Lasciare che i pezzi della corteccia ovarica rimangano immersi nella soluzione di Bouin per circa 1,5 ore, quindi lavarli con etanolo al 70% tre volte, mantenere il tessuto in etanolo al 70% e pulirlo ogni giorno fino a quando la soluzione non è più gialla. La colorazione di ematossilina ed eosina è stata eseguita per follicoli primordiali, follicoli primari precoci, follicolo primario, follicolo secondario e follicolo antrale. La stadiazione del follicolo è stata condotta su una corteccia ovarica fissata prima e dopo la coltura per valutare la follicologenesi.
La differenza nella morfologia determinata dalla deposizione di collagene può indicare fibrosi nella corteccia ovarica da gradini o giovenche di controllo. Un confronto dell'area media della colorazione rossa positiva di picrosirius per corteccia ovarica riempita tra le giovenche di controllo e le giovenche a gradini è mostrato qui. La raccolta giornaliera del terreno di coltura è stata raggruppata in tre giorni per valutare la produzione di vari ormoni steroidei, utilizzando un test radioimmunologico.

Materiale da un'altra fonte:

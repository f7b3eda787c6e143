//! Loading of program images: a little-endian load address followed by the
//! bytes to place there.

use byteorder::{LittleEndian, ReadBytesExt};
use std::io::{self, Read};

//===========================================================================//

// A BASIC stub longer than this is not treated as a SYS launcher.
const MAX_HEADER_BYTES: usize = 32;
const BASIC_TOKEN_SYS: u8 = 0x9e;

//===========================================================================//

/// A program image ready to be placed into memory.
#[derive(Clone, Debug, Eq, PartialEq)]
pub struct ProgramImage {
    load_address: u16,
    data: Vec<u8>,
}

impl ProgramImage {
    /// Creates an image from a load address and its contents.  Fails if the
    /// contents would extend past $FFFF.
    pub fn new(load_address: u16, data: Vec<u8>) -> io::Result<ProgramImage> {
        let end = usize::from(load_address) + data.len();
        if end > 0x10000 {
            invalid_data!(
                "program of {} bytes at ${:04x} extends past $ffff",
                data.len(),
                load_address
            );
        }
        Ok(ProgramImage { load_address, data })
    }

    /// Reads an image: two bytes of load address, then the contents.
    pub fn read_from<R: Read>(mut reader: R) -> io::Result<ProgramImage> {
        let load_address = match reader.read_u16::<LittleEndian>() {
            Ok(addr) => addr,
            Err(error) if error.kind() == io::ErrorKind::UnexpectedEof => {
                invalid_data!("program file is too short for a load address");
            }
            Err(error) => return Err(error),
        };
        let mut data = Vec::new();
        reader.read_to_end(&mut data)?;
        ProgramImage::new(load_address, data)
    }

    /// Parses an image from a byte slice.
    pub fn parse(bytes: &[u8]) -> io::Result<ProgramImage> {
        ProgramImage::read_from(bytes)
    }

    /// Returns the address the contents are placed at.
    pub fn load_address(&self) -> u16 {
        self.load_address
    }

    /// Returns the contents.
    pub fn data(&self) -> &[u8] {
        &self.data
    }

    /// Returns the address of the last byte of the contents, or `None` if the
    /// image is empty.
    pub fn end_address(&self) -> Option<u16> {
        let len = u16::try_from(self.data.len()).ok()?;
        len.checked_sub(1).map(|last| self.load_address.wrapping_add(last))
    }

    /// Looks for a one-line BASIC launcher (`10 SYS 2062`) at the start of
    /// the image and returns the address it calls.
    pub fn sys_address(&self) -> Option<u16> {
        let data = &self.data;
        let next_line =
            u16::from_le_bytes([*data.first()?, *data.get(1)?]);
        let delta = next_line.wrapping_sub(self.load_address);
        if delta == 0 || usize::from(delta) >= MAX_HEADER_BYTES {
            return None;
        }
        let header = &data[..data.len().min(MAX_HEADER_BYTES)];
        let sys = header.iter().skip(2).position(|&b| b == BASIC_TOKEN_SYS)?;
        let digits = header[sys + 3..]
            .iter()
            .skip_while(|&&b| b == b' ')
            .take_while(|b| b.is_ascii_digit());
        let mut address: u32 = 0;
        let mut any = false;
        for &digit in digits {
            address = address * 10 + u32::from(digit - b'0');
            if address > 0xffff {
                return None;
            }
            any = true;
        }
        if any { u16::try_from(address).ok() } else { None }
    }

    /// Chooses where execution starts: the forced address if given, then
    /// the BASIC launcher's target if offset correction is enabled, then the
    /// load address.
    pub fn entry_point(
        &self,
        auto_offset_correction: bool,
        forced_start: Option<u16>,
    ) -> u16 {
        if let Some(start) = forced_start {
            return start;
        }
        if auto_offset_correction {
            if let Some(addr) = self.sys_address() {
                return addr;
            }
        }
        self.load_address
    }
}

//===========================================================================//


//===========================================================================//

I metaboliti steroidei e la produzione di citochine sono stati misurati anche nel terreno di coltura della corteccia ovarica da un pozzetto per ogni animale raggruppato in quattro giorni di coltura. Più a lungo il tessuto si siede, più difficile può essere lavorare. Potrebbe essere necessario praticare tagli precisi.
Questa tecnica viene utilizzata per comprendere gli effetti sulle vie di trasduzione del segnale per salvare l'eccesso di steroidogenesi per determinare gli effetti degli steroidi in eccesso sulla produzione di citochine e chemochine e per determinare gli effetti sulla progressione o l'arresto del follicolo all'interno del tessuto ovarico.